### DATA SHOWN
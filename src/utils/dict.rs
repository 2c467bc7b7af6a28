//! Description file loading and the label dictionary.
//!
//! A descriptions file holds one `"<text>,<label>"` entry per line,
//! e.g. `"red and ripe,ripe"`. Labels receive integer ids in first-seen
//! order; the resulting dictionary is frozen for the rest of the run.

use crate::core::{SegError, SegResult};
use std::collections::HashMap;
use std::path::Path;
use tracing::warn;

/// Mapping from textual label to a stable non-negative integer id.
///
/// Append-only during construction, read-only afterwards.
#[derive(Debug, Clone, Default)]
pub struct LabelDictionary {
    ids: HashMap<String, usize>,
    order: Vec<String>,
}

impl LabelDictionary {
    /// Returns the id for a label, if present.
    pub fn id(&self, label: &str) -> Option<usize> {
        self.ids.get(label).copied()
    }

    /// Number of distinct labels.
    pub fn len(&self) -> usize {
        self.order.len()
    }

    pub fn is_empty(&self) -> bool {
        self.order.is_empty()
    }

    /// Labels in id order.
    pub fn labels(&self) -> &[String] {
        &self.order
    }

    fn insert(&mut self, label: &str) {
        if !self.ids.contains_key(label) {
            self.ids.insert(label.to_string(), self.order.len());
            self.order.push(label.to_string());
        }
    }
}

/// The parsed contents of a descriptions file: candidate texts, their
/// labels (parallel vectors), and the frozen label dictionary.
#[derive(Debug, Clone, Default)]
pub struct DescriptionSet {
    pub texts: Vec<String>,
    pub labels: Vec<String>,
    pub dictionary: LabelDictionary,
}

impl DescriptionSet {
    /// Builds a description set from (text, label) pairs, assigning
    /// label ids in first-seen order.
    pub fn from_pairs(pairs: Vec<(String, String)>) -> Self {
        let mut set = DescriptionSet::default();
        for (text, label) in pairs {
            set.dictionary.insert(&label);
            set.texts.push(text);
            set.labels.push(label);
        }
        set
    }

    /// Reads a descriptions file.
    ///
    /// Lines that do not contain exactly two comma-separated fields are
    /// skipped with a warning; they are never fatal.
    pub fn read_from_file(path: &Path) -> SegResult<Self> {
        let content = std::fs::read_to_string(path).map_err(|e| SegError::ConfigError {
            message: format!(
                "failed to read descriptions from '{}': {}",
                path.display(),
                e
            ),
        })?;

        let mut pairs = Vec::new();
        for line in content.lines() {
            let trimmed = line.trim();
            if trimmed.is_empty() {
                continue;
            }
            let fields: Vec<&str> = trimmed.split(',').collect();
            if fields.len() == 2 {
                pairs.push((fields[0].trim().to_string(), fields[1].trim().to_string()));
            } else {
                warn!("skipping malformed description line: {line}");
            }
        }
        Ok(Self::from_pairs(pairs))
    }
}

### BRIEF
Reproduce the data. Keep it exact.

### THE COMPLETED TASK
filename src/utils/dict.rs
repository 2c467bc7b7af6a28
//! Description file loading and the label dictionary.
//!
//! A descriptions file holds one `"<text>,<label>"` entry per line,
//! e.g. `"red and ripe,ripe"`. Labels receive integer ids in first-seen
//! order; the resulting dictionary is frozen for the rest of the run.

use crate::core::{SegError, SegResult};
use std::collections::HashMap;
use std::path::Path;
use tracing::warn;

/// Mapping from textual label to a stable non-negative integer id.
///
/// Append-only during construction, read-only afterwards.
#[derive(Debug, Clone, Default)]
pub struct LabelDictionary {
    ids: HashMap<String, usize>,
    order: Vec<String>,
}

impl LabelDictionary {
    /// Returns the id for a label, if present.
    pub fn id(&self, label: &str) -> Option<usize> {
        self.ids.get(label).copied()
    }

    /// Number of distinct labels.
    pub fn len(&self) -> usize {
        self.order.len()
    }

    pub fn is_empty(&self) -> bool {
        self.order.is_empty()
    }

    /// Labels in id order.
    pub fn labels(&self) -> &[String] {
        &self.order
    }

    fn insert(&mut self, label: &str) {
        if !self.ids.contains_key(label) {
            self.ids.insert(label.to_string(), self.order.len());
            self.order.push(label.to_string());
        }
    }
}

/// The parsed contents of a descriptions file: candidate texts, their
/// labels (parallel vectors), and the frozen label dictionary.
#[derive(Debug, Clone, Default)]
pub struct DescriptionSet {
    pub texts: Vec<String>,
    pub labels: Vec<String>,
    pub dictionary: LabelDictionary,
}

impl DescriptionSet {
    /// Builds a description set from (text, label) pairs, assigning
    /// label ids in first-seen order.
    pub fn from_pairs(pairs: Vec<(String, String)>) -> Self {
        let mut set = DescriptionSet::default();
        for (text, label) in pairs {
            set.dictionary.insert(&label);
            set.texts.push(text);
            set.labels.push(label);
        }
        set
    }

    /// Reads a descriptions file.
    ///
    /// Lines that do not contain exactly two comma-separated fields are
    /// skipped with a warning; they are never fatal.
    pub fn read_from_file(path: &Path) -> SegResult<Self> {
        let content = std::fs::read_to_string(path).map_err(|e| SegError::ConfigError {
            message: format!(
                "failed to read descriptions from '{}': {}",
                path.display(),
                e
            ),
        })?;

        let mut pairs = Vec::new();
        for line in content.lines() {
            let trimmed = line.trim();
            if trimmed.is_empty() {
                continue;
            }
            let fields: Vec<&str> = trimmed.split(',').collect();
            if fields.len() == 2 {
                pairs.push((fields[0].trim().to_string(), fields[1].trim().to_string()));
            } else {
                warn!("skipping malformed description line: {line}");
            }
        }
        Ok(Self::from_pairs(pairs))
    }
}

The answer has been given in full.